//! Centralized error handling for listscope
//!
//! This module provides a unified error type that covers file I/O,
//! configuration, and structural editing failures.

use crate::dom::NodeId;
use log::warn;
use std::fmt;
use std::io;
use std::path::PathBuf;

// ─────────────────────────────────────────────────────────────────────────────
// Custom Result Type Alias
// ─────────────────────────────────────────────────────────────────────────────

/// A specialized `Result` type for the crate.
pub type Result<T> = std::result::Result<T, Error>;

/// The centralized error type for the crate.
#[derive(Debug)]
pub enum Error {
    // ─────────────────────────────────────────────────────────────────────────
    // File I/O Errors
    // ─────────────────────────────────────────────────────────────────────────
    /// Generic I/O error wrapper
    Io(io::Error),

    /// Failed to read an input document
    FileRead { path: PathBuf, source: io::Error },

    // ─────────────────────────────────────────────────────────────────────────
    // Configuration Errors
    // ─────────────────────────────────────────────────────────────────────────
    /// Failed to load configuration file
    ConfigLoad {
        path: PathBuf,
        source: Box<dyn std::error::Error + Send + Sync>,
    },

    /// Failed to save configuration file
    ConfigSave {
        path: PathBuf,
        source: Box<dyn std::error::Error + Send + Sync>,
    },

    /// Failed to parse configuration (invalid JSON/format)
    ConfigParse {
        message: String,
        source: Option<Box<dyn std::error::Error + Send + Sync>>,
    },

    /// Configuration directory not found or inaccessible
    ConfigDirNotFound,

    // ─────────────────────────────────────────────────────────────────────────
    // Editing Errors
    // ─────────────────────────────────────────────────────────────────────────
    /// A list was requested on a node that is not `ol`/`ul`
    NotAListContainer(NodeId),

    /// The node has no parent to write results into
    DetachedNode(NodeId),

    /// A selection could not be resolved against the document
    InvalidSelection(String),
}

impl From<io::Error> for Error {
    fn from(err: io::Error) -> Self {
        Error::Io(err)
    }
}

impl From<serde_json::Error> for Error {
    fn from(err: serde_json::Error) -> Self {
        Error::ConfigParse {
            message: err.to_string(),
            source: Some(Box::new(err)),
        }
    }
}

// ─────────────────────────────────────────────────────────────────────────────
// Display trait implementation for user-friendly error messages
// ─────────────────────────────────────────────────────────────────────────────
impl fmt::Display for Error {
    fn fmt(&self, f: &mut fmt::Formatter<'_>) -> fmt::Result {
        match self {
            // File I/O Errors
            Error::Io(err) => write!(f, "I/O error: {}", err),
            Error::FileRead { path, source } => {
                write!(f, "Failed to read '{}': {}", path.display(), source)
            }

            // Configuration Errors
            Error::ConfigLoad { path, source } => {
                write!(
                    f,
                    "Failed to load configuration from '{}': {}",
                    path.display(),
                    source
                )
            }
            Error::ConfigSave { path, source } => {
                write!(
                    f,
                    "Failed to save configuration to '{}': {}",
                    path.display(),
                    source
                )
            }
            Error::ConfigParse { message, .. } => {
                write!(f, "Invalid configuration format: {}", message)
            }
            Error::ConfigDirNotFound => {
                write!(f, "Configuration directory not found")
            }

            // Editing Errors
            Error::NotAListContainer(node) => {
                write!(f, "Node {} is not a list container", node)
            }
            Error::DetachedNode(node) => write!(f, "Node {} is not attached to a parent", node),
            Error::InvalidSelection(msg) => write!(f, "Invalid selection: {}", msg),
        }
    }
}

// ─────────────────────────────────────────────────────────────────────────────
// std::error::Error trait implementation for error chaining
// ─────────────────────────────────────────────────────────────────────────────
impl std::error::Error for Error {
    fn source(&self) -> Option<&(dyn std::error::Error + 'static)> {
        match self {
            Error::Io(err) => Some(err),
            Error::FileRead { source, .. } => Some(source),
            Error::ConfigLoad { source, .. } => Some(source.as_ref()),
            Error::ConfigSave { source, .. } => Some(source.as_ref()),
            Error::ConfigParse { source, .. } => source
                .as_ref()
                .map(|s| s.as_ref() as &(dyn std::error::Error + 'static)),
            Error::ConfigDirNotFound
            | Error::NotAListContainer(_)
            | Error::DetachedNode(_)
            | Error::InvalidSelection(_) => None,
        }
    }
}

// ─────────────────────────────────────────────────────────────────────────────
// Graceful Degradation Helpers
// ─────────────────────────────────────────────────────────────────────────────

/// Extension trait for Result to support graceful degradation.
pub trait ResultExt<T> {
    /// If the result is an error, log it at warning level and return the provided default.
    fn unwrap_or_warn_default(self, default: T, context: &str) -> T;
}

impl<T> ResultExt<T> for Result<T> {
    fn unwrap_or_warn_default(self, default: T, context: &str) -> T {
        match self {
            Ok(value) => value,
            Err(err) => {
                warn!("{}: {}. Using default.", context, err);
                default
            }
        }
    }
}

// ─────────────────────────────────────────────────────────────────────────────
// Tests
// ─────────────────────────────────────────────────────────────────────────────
************
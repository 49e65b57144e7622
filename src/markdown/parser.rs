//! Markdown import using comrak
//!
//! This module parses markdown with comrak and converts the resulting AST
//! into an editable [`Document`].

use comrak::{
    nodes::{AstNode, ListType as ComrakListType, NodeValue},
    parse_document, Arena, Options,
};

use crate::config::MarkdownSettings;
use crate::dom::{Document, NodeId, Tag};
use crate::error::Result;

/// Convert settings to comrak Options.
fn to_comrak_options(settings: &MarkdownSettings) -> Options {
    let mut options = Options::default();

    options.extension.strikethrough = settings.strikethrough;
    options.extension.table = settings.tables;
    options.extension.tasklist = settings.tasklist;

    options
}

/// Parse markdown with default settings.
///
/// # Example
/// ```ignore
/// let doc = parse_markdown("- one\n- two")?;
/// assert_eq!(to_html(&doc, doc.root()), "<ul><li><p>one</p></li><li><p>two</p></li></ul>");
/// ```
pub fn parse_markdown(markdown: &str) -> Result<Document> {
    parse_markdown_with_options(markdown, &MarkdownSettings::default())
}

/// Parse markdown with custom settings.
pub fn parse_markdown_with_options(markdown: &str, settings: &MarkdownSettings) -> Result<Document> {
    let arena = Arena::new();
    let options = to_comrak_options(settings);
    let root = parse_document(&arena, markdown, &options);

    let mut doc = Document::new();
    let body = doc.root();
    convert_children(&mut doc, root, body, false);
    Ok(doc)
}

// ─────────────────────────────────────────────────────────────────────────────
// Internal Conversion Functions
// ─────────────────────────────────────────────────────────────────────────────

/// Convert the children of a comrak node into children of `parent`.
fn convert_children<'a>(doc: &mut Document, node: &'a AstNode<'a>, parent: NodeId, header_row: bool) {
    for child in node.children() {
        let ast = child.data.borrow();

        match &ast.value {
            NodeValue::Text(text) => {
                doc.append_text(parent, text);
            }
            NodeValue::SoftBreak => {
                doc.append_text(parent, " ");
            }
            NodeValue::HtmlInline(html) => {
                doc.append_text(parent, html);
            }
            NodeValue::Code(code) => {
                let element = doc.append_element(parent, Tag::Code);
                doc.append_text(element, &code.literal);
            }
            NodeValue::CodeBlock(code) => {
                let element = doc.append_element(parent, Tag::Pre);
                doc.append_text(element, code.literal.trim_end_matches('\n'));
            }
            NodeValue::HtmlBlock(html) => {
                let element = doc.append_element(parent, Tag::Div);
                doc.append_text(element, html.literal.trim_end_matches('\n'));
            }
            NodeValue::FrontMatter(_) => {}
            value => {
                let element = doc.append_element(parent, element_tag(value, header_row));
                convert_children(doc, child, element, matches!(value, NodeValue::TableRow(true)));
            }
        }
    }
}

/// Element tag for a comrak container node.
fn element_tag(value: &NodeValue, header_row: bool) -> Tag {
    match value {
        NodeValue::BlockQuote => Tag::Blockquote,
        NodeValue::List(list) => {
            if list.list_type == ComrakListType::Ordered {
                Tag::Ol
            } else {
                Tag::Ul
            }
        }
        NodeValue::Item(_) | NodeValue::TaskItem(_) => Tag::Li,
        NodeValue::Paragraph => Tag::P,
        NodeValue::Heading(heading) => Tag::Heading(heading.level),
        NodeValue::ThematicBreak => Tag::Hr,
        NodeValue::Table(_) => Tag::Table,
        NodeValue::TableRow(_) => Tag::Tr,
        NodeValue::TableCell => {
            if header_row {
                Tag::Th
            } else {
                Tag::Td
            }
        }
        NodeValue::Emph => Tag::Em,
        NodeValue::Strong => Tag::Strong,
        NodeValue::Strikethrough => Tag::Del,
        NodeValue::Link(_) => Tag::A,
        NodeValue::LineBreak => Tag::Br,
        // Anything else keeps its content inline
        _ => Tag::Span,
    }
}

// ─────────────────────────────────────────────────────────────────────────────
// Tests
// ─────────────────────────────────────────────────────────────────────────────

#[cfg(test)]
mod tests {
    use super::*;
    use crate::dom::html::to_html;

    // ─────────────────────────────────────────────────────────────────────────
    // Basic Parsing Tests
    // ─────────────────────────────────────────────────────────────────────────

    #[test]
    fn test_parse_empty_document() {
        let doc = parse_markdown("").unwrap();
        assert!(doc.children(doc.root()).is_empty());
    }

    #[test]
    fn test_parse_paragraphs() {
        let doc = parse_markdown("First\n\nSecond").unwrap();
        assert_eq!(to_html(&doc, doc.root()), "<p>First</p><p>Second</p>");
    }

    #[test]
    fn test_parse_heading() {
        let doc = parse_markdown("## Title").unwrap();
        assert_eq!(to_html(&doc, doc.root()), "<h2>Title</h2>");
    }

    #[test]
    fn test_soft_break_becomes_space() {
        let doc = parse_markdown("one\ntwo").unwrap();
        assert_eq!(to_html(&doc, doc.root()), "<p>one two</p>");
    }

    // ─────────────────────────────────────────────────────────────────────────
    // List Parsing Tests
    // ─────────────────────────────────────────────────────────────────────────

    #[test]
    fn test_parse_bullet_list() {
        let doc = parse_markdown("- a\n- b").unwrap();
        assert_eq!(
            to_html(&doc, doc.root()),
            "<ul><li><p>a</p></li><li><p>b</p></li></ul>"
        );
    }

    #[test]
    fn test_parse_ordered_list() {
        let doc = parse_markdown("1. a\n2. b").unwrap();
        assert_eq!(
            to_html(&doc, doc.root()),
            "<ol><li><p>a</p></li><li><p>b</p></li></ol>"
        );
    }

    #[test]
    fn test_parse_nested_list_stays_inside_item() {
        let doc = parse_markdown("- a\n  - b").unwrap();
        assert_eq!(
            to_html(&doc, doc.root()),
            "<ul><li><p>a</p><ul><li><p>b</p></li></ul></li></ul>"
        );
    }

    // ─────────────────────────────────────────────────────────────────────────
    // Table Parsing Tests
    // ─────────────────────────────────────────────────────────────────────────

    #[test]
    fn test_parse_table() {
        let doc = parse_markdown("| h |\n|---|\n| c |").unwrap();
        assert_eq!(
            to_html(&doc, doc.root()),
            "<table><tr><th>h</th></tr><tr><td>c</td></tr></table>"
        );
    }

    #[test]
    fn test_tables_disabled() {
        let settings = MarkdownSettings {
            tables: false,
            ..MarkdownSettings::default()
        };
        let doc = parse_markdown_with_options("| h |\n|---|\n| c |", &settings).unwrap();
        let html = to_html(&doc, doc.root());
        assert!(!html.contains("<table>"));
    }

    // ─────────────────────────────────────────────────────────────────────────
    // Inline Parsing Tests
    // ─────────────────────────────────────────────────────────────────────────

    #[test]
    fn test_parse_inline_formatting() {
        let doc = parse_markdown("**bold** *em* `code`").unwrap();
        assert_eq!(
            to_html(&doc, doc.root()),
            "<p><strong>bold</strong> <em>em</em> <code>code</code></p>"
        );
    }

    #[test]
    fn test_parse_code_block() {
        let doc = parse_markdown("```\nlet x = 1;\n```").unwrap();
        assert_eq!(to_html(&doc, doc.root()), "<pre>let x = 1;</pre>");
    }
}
************
** What is being asked **
Give back, word for word, only the lines above from the line holding "handling for listscope" to the line holding "impl From<io::Error> for", both included.

** Final answer **
//! Centralized error handling for listscope
//!
//! This module provides a unified error type that covers file I/O,
//! configuration, and structural editing failures.

use crate::dom::NodeId;
use log::warn;
use std::fmt;
use std::io;
use std::path::PathBuf;

// ─────────────────────────────────────────────────────────────────────────────
// Custom Result Type Alias
// ─────────────────────────────────────────────────────────────────────────────

/// A specialized `Result` type for the crate.
pub type Result<T> = std::result::Result<T, Error>;

/// The centralized error type for the crate.
#[derive(Debug)]
pub enum Error {
    // ─────────────────────────────────────────────────────────────────────────
    // File I/O Errors
    // ─────────────────────────────────────────────────────────────────────────
    /// Generic I/O error wrapper
    Io(io::Error),

    /// Failed to read an input document
    FileRead { path: PathBuf, source: io::Error },

    // ─────────────────────────────────────────────────────────────────────────
    // Configuration Errors
    // ─────────────────────────────────────────────────────────────────────────
    /// Failed to load configuration file
    ConfigLoad {
        path: PathBuf,
        source: Box<dyn std::error::Error + Send + Sync>,
    },

    /// Failed to save configuration file
    ConfigSave {
        path: PathBuf,
        source: Box<dyn std::error::Error + Send + Sync>,
    },

    /// Failed to parse configuration (invalid JSON/format)
    ConfigParse {
        message: String,
        source: Option<Box<dyn std::error::Error + Send + Sync>>,
    },

    /// Configuration directory not found or inaccessible
    ConfigDirNotFound,

    // ─────────────────────────────────────────────────────────────────────────
    // Editing Errors
    // ─────────────────────────────────────────────────────────────────────────
    /// A list was requested on a node that is not `ol`/`ul`
    NotAListContainer(NodeId),

    /// The node has no parent to write results into
    DetachedNode(NodeId),

    /// A selection could not be resolved against the document
    InvalidSelection(String),
}

impl From<io::Error> for Error {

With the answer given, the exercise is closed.